Hybrid cloud environments increase complexity and the attack surface because workloads and data operate across different platforms with different tooling, defaults, and control panels. Common challenges include:

  • Misconfiguration risk: Differences between on-premises and cloud configuration models can create exposed services or overly broad permissions.
  • Inconsistent access controls: Identity sprawl and uneven privilege management can leave gaps across environments.
  • Visibility gaps: Monitoring and logging may be split across platforms, making threats harder to detect and investigate.
  • Data movement exposure: Transfers between environments can increase exposure without consistent encryption, key controls, and access enforcement.
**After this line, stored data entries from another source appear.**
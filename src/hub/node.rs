//! 图节点
//!
//! - `Node`: arena 中的类型擦除节点，供图统一调度
//! - `HubCore`: 输出缓存 + 逐位置状态检查点 + 重建协议
//! - `SourceNode`: 接受外部写入的根节点
//! - `ChainHub`: 单上游公式节点

use std::any::Any;
use std::collections::VecDeque;
use std::marker::PhantomData;

use super::{HubEvent, Indicator, NodeId, Window};
use crate::series::{CacheAct, Series, SeriesCache, Timestamp};
use crate::{HubError, Result};

// ═══════════════════════════════════════════════════════════════════════════
// Node trait
// ═══════════════════════════════════════════════════════════════════════════

/// arena 槽位：节点 + 订阅者
pub(crate) struct Slot {
    pub(crate) node: Box<dyn Node>,
    pub(crate) observers: Vec<NodeId>,
}

impl Slot {
    pub(crate) fn new(node: Box<dyn Node>) -> Self {
        Self {
            node,
            observers: Vec::new(),
        }
    }
}

/// 图节点
///
/// `upstream` 是 arena 中 ID 小于本节点的全部槽位，上游一定在其中
pub(crate) trait Node: Send {
    fn name(&self) -> &str;

    fn len(&self) -> usize;

    fn providers(&self) -> &[NodeId];

    /// 裁剪后必须保留的最少记录数 (不含上游向前看带来的额外回退)
    fn required_history(&self) -> usize;

    /// 上游从 start 起变化时，本节点的输出从 `start - right_span` 起失效
    fn right_span(&self) -> usize {
        0
    }

    /// 从 start 起的上游变化能否只用保留的历史处理
    fn check_retained(&self, start: usize) -> Result<()>;

    fn is_faulted(&self) -> bool;

    fn reset_fault(&mut self);

    /// 上游从 start 起发生变化，同步自身并返回要转发的事件
    fn react(&mut self, upstream: &[Slot], start: usize) -> Result<Vec<HubEvent>>;

    /// 基于上游当前全部内容完整重建
    fn rebuild(&mut self, upstream: &[Slot]) -> Result<Vec<HubEvent>>;

    fn prune_front(&mut self, count: usize) -> usize;

    /// 输出缓存 (`SeriesCache<Output>`)
    fn cache_any(&self) -> &dyn Any;

    fn as_any_mut(&mut self) -> &mut dyn Any;
}

/// 取上游的类型化缓存
pub(crate) fn provider_cache<T: 'static>(upstream: &[Slot], id: NodeId) -> Result<&SeriesCache<T>> {
    upstream
        .get(id.0)
        .ok_or(HubError::NodeNotFound(id))?
        .node
        .cache_any()
        .downcast_ref::<SeriesCache<T>>()
        .ok_or(HubError::TypeMismatch(id))
}

// ═══════════════════════════════════════════════════════════════════════════
// HubCore - 输出缓存 + 状态检查点
// ═══════════════════════════════════════════════════════════════════════════

/// 计算节点的公共部分
///
/// `states[i]` 是计算完位置 `i` 之后的私有状态，与 `cache` 逐位对齐。
/// 从位置 `p` 回滚只需截断两者并以 `states[p - 1]` 为起点重算。
pub(crate) struct HubCore<O, S> {
    pub(crate) name: String,
    pub(crate) cache: SeriesCache<O>,
    pub(crate) states: VecDeque<S>,
    /// 增量重算的最小起点 (裁剪后)
    floor: usize,
    /// 额外保留的右侧窗口
    right_span: usize,
    /// 是否裁剪过自身的头部
    pruned: bool,
    /// 上次同步失败的起点，下次同步至少从这里开始
    dirty_from: Option<usize>,
}

impl<O, S> HubCore<O, S>
where
    O: Series + Clone + PartialEq,
    S: Clone,
{
    pub(crate) fn new(name: String, lookback: usize, right_span: usize) -> Self {
        Self {
            name,
            cache: SeriesCache::new(),
            states: VecDeque::new(),
            floor: lookback.max(1),
            right_span,
            pruned: false,
            dirty_from: None,
        }
    }

    pub(crate) fn required_history(&self) -> usize {
        self.floor + self.right_span
    }

    pub(crate) fn dirty_from(&self) -> Option<usize> {
        self.dirty_from
    }

    pub(crate) fn clear_fault(&mut self) {
        self.dirty_from = None;
    }

    /// 实际重算起点：计入上次失败的位置
    fn effective_start(&self, start: usize) -> usize {
        self.dirty_from
            .map_or(start, |dirty| dirty.min(start))
            .min(self.cache.len())
    }

    /// 与 `resync` 相同的判定，但不做任何修改
    pub(crate) fn check_resync(&self, start: usize) -> Result<()> {
        let start = self.effective_start(start);
        if start < self.cache.len() {
            self.check_start(start)?;
        }
        Ok(())
    }

    /// 有效起点 start 是否落在已裁剪的历史中
    pub(crate) fn check_start(&self, start: usize) -> Result<()> {
        if self.pruned && start < self.floor {
            return Err(HubError::StaleState {
                index: start,
                floor: self.floor,
            });
        }
        Ok(())
    }

    /// 从 start 起重算到 target
    ///
    /// `step(outputs, prev, index)` 计算单个位置，outputs 为 `[0, index)` 的输出。
    /// 任一位置失败则恢复原有缓存与检查点，并记住 start 以便下次重试。
    pub(crate) fn resync<F>(
        &mut self,
        start: usize,
        target: usize,
        offset: usize,
        step: F,
    ) -> Result<Vec<HubEvent>>
    where
        F: FnMut(&[O], Option<&S>, usize) -> Result<(O, S)>,
    {
        let start = self.effective_start(start);
        if start < self.cache.len() {
            if let Err(err) = self.check_start(start) {
                // 缓存已与上游脱节，只能通过完整重建恢复
                self.dirty_from = Some(start);
                log::warn!("{}: cannot resync from position {}: {}", self.name, start, err);
                return Err(err);
            }
        }
        self.sync_from(start, target, offset, step)
    }

    /// 丢弃全部输出，从位置 0 完整重建
    pub(crate) fn rebuild_all<F>(&mut self, target: usize, offset: usize, step: F) -> Result<Vec<HubEvent>>
    where
        F: FnMut(&[O], Option<&S>, usize) -> Result<(O, S)>,
    {
        let was_pruned = std::mem::replace(&mut self.pruned, false);
        let result = self.sync_from(0, target, offset, step);
        if result.is_err() {
            self.pruned = was_pruned;
        }
        result
    }

    fn sync_from<F>(&mut self, start: usize, target: usize, offset: usize, mut step: F) -> Result<Vec<HubEvent>>
    where
        F: FnMut(&[O], Option<&S>, usize) -> Result<(O, S)>,
    {
        let old_len = self.cache.len();
        let old_offset = self.cache.offset();
        if start == 0 {
            self.cache.set_offset(offset);
        }

        let tail = self.cache.split_off(start);
        let tail_states = self.states.split_off(start.min(self.states.len()));

        for index in start..target {
            let computed = {
                let prev = index.checked_sub(1).and_then(|p| self.states.get(p));
                step(self.cache.as_slice(), prev, index)
            };
            let appended = computed.and_then(|(output, state)| self.cache.append(output).map(|_| state));

            match appended {
                Ok(state) => self.states.push_back(state),
                Err(err) => {
                    self.cache.restore(start, tail);
                    self.states.truncate(start);
                    self.states.extend(tail_states);
                    self.cache.set_offset(old_offset);
                    self.dirty_from = Some(start);
                    log::warn!("{}: sync from position {} failed at {}: {}", self.name, start, index, err);
                    return Err(err);
                }
            }
        }

        self.dirty_from = None;
        let new_len = self.cache.len();
        if start < old_len {
            log::debug!("{}: rebuilt from position {} ({} -> {} records)", self.name, start, old_len, new_len);
        }

        // 与旧尾部比较，只把真正变化的部分通知下游
        let fresh = &self.cache.as_slice()[start..];
        let first_diff = tail.iter().zip(fresh).position(|(old, new)| old != new);
        let events = match first_diff {
            Some(k) => vec![HubEvent::Rebuild { from: start + k }],
            None if new_len > old_len => (old_len..new_len).map(|index| HubEvent::Append { index }).collect(),
            None if new_len < old_len => vec![HubEvent::Rebuild { from: new_len }],
            None => Vec::new(),
        };
        Ok(events)
    }

    pub(crate) fn prune_front(&mut self, count: usize) -> usize {
        let pruned = self.cache.prune_front(count);
        let drain = pruned.min(self.states.len());
        self.states.drain(..drain);
        if pruned > 0 {
            self.pruned = true;
            self.dirty_from = self.dirty_from.map(|d| d.saturating_sub(pruned));
        }
        pruned
    }
}

// ═══════════════════════════════════════════════════════════════════════════
// SourceNode - 根节点
// ═══════════════════════════════════════════════════════════════════════════

/// 接受外部写入的根节点
pub(crate) struct SourceNode<T> {
    name: String,
    cache: SeriesCache<T>,
    last_arrival: Option<Timestamp>,
    repeat_count: u32,
    overflow_threshold: u32,
    faulted: bool,
    pruned: bool,
}

impl<T> SourceNode<T>
where
    T: Series + Clone + PartialEq + Send + 'static,
{
    pub(crate) fn new(name: String, overflow_threshold: u32) -> Self {
        Self {
            name,
            cache: SeriesCache::new(),
            last_arrival: None,
            repeat_count: 0,
            overflow_threshold,
            faulted: false,
            pruned: false,
        }
    }

    pub(crate) fn cache(&self) -> &SeriesCache<T> {
        &self.cache
    }

    pub(crate) fn ensure_healthy(&self) -> Result<()> {
        if self.faulted {
            return Err(HubError::Faulted {
                node: self.name.clone(),
                from: self.cache.len(),
            });
        }
        Ok(())
    }

    /// 同一时间键连续到达计数，超过阈值则进入故障状态
    pub(crate) fn track_arrival(&mut self, timestamp: Timestamp) -> Result<()> {
        if self.last_arrival == Some(timestamp) {
            self.repeat_count += 1;
            if self.repeat_count > self.overflow_threshold {
                self.faulted = true;
                log::warn!(
                    "{}: {} consecutive arrivals at {}, marking faulted",
                    self.name,
                    self.repeat_count,
                    timestamp
                );
                return Err(HubError::Overflow {
                    node: self.name.clone(),
                    count: self.repeat_count,
                });
            }
        } else {
            self.last_arrival = Some(timestamp);
            self.repeat_count = 0;
        }
        Ok(())
    }

    pub(crate) fn plan(&self, record: &T) -> CacheAct {
        self.cache.classify(record)
    }

    pub(crate) fn commit(&mut self, act: CacheAct, record: T) -> Result<Vec<HubEvent>> {
        self.cache.apply(act, record)?;
        Ok(match act {
            CacheAct::Append(index) => vec![HubEvent::Append { index }],
            CacheAct::Insert(from) | CacheAct::Update(from) | CacheAct::Delete(from) => {
                vec![HubEvent::Rebuild { from }]
            }
            CacheAct::NoopResend(_) => Vec::new(),
        })
    }

    pub(crate) fn delete(&mut self, index: usize) -> Result<(T, Vec<HubEvent>)> {
        let removed = self.cache.remove_at(index)?;
        Ok((removed, vec![HubEvent::Rebuild { from: index }]))
    }

    /// 删除 [from, len)，返回删除数量
    pub(crate) fn truncate_from(&mut self, from: usize) -> Result<(usize, Vec<HubEvent>)> {
        let len = self.cache.len();
        if from > len {
            return Err(HubError::OutOfRange { index: from, len });
        }
        let removed = self.cache.split_off(from).len();
        let events = if removed > 0 {
            vec![HubEvent::Rebuild { from }]
        } else {
            Vec::new()
        };
        Ok((removed, events))
    }
}

impl<T> Node for SourceNode<T>
where
    T: Series + Clone + PartialEq + Send + 'static,
{
    fn name(&self) -> &str {
        &self.name
    }

    fn len(&self) -> usize {
        self.cache.len()
    }

    fn providers(&self) -> &[NodeId] {
        &[]
    }

    fn required_history(&self) -> usize {
        1
    }

    fn check_retained(&self, start: usize) -> Result<()> {
        if self.pruned && start < 1 {
            return Err(HubError::StaleState { index: start, floor: 1 });
        }
        Ok(())
    }

    fn is_faulted(&self) -> bool {
        self.faulted
    }

    fn reset_fault(&mut self) {
        self.faulted = false;
        self.repeat_count = 0;
        self.last_arrival = None;
    }

    fn react(&mut self, _upstream: &[Slot], _start: usize) -> Result<Vec<HubEvent>> {
        Ok(Vec::new())
    }

    /// 源节点没有上游，重建即要求下游整体重算
    fn rebuild(&mut self, _upstream: &[Slot]) -> Result<Vec<HubEvent>> {
        Ok(vec![HubEvent::Rebuild { from: 0 }])
    }

    fn prune_front(&mut self, count: usize) -> usize {
        let pruned = self.cache.prune_front(count);
        if pruned > 0 {
            self.pruned = true;
        }
        pruned
    }

    fn cache_any(&self) -> &dyn Any {
        &self.cache
    }

    fn as_any_mut(&mut self) -> &mut dyn Any {
        self
    }
}

// ═══════════════════════════════════════════════════════════════════════════
// ChainHub - 单上游公式节点
// ═══════════════════════════════════════════════════════════════════════════

pub(crate) struct ChainHub<I, F: Indicator<I>>
where
    I: Series,
{
    formula: F,
    providers: [NodeId; 1],
    core: HubCore<F::Output, F::State>,
    _input: PhantomData<fn(&I)>,
}

impl<I, F> ChainHub<I, F>
where
    I: Series + Send + 'static,
    F: Indicator<I>,
{
    pub(crate) fn new(formula: F, provider: NodeId) -> Self {
        let core = HubCore::new(formula.name(), formula.lookback(), formula.right_span());
        Self {
            formula,
            providers: [provider],
            core,
            _input: PhantomData,
        }
    }

    fn sync(&mut self, upstream: &[Slot], start: Option<usize>) -> Result<Vec<HubEvent>> {
        let inputs = provider_cache::<I>(upstream, self.providers[0])?;
        let formula = &self.formula;
        let offset = inputs.offset();
        let step = |outputs: &[F::Output], prev: Option<&F::State>, index: usize| {
            formula.compute(&Window::new(inputs.as_slice(), outputs, offset), prev, index)
        };

        match start {
            // 向前看的公式：start 之前 right_span 个位置的输出依赖 start 处的输入
            Some(start) => {
                let start = start.saturating_sub(formula.right_span());
                self.core.resync(start, inputs.len(), offset, step)
            }
            None => self.core.rebuild_all(inputs.len(), offset, step),
        }
    }
}

impl<I, F> Node for ChainHub<I, F>
where
    I: Series + Send + 'static,
    F: Indicator<I>,
{
    fn name(&self) -> &str {
        &self.core.name
    }

    fn len(&self) -> usize {
        self.core.cache.len()
    }

    fn providers(&self) -> &[NodeId] {
        &self.providers
    }

    fn required_history(&self) -> usize {
        self.core.required_history()
    }

    fn right_span(&self) -> usize {
        self.formula.right_span()
    }

    fn check_retained(&self, start: usize) -> Result<()> {
        self.core.check_resync(start.saturating_sub(self.formula.right_span()))
    }

    fn is_faulted(&self) -> bool {
        self.core.dirty_from().is_some()
    }

    fn reset_fault(&mut self) {
        self.core.clear_fault();
    }

    fn react(&mut self, upstream: &[Slot], start: usize) -> Result<Vec<HubEvent>> {
        self.sync(upstream, Some(start))
    }

    fn rebuild(&mut self, upstream: &[Slot]) -> Result<Vec<HubEvent>> {
        self.sync(upstream, None)
    }

    fn prune_front(&mut self, count: usize) -> usize {
        self.core.prune_front(count)
    }

    fn cache_any(&self) -> &dyn Any {
        &self.core.cache
    }

    fn as_any_mut(&mut self) -> &mut dyn Any {
        self
    }
}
Hybrid cloud security addresses these risks by applying consistent policies, protecting data in transit, and centralizing monitoring. It supports operational resilience by enabling threat detection and response across the full infrastructure. For regulated industries, it also helps maintain compliance when sensitive data is stored or processed across multiple systems.

Where is it used?

Hybrid cloud security applies to any organization running workloads across private infrastructure and public cloud services. Common use cases include:

  • Gradual cloud migration: Organizations moving workloads to the cloud in stages while maintaining existing on-premises systems.
  • Regulated industries with data residency requirements: Sectors such as healthcare, finance, and government that store sensitive data locally while using public cloud services for other workloads.
  • Variable traffic applications: Hybrid environments allow systems to scale into the public cloud during periods of high demand
  • Distributed teams: Workforces that require reliable access to applications and data across multiple locations.
  • Disaster recovery: Organizations replicate systems between environments to maintain operations if one infrastructure fails.

Further reading

FAQ

What’s the difference between hybrid cloud security and multi-cloud security?

Hybrid cloud security protects environments that combine private infrastructure with public cloud services. Multi-cloud security focuses on workloads running across multiple public cloud providers. Hybrid environments must also secure the connection and data movement between private systems and the cloud.

What’s the biggest security risk in a hybrid cloud?

The biggest risk is inconsistent security controls across environments. Gaps in configurations, tools, or access policies can create vulnerabilities that attackers may exploit.

Who is responsible for security in a hybrid cloud?

Security in a hybrid cloud is a shared responsibility. The organization secures its data, identities, workloads, and configurations, while the cloud provider secures the underlying infrastructure of the public‑cloud portion.

How are data leaks prevented in hybrid environments?

Common protections include encrypting data in transit and at rest, enforcing strict access controls, and monitoring activity across environments.

Does a zero-trust model apply to hybrid cloud security?

Yes. Zero-trust security verifies every access request based on identity and context rather than network location, helping enforce consistent protection across environments.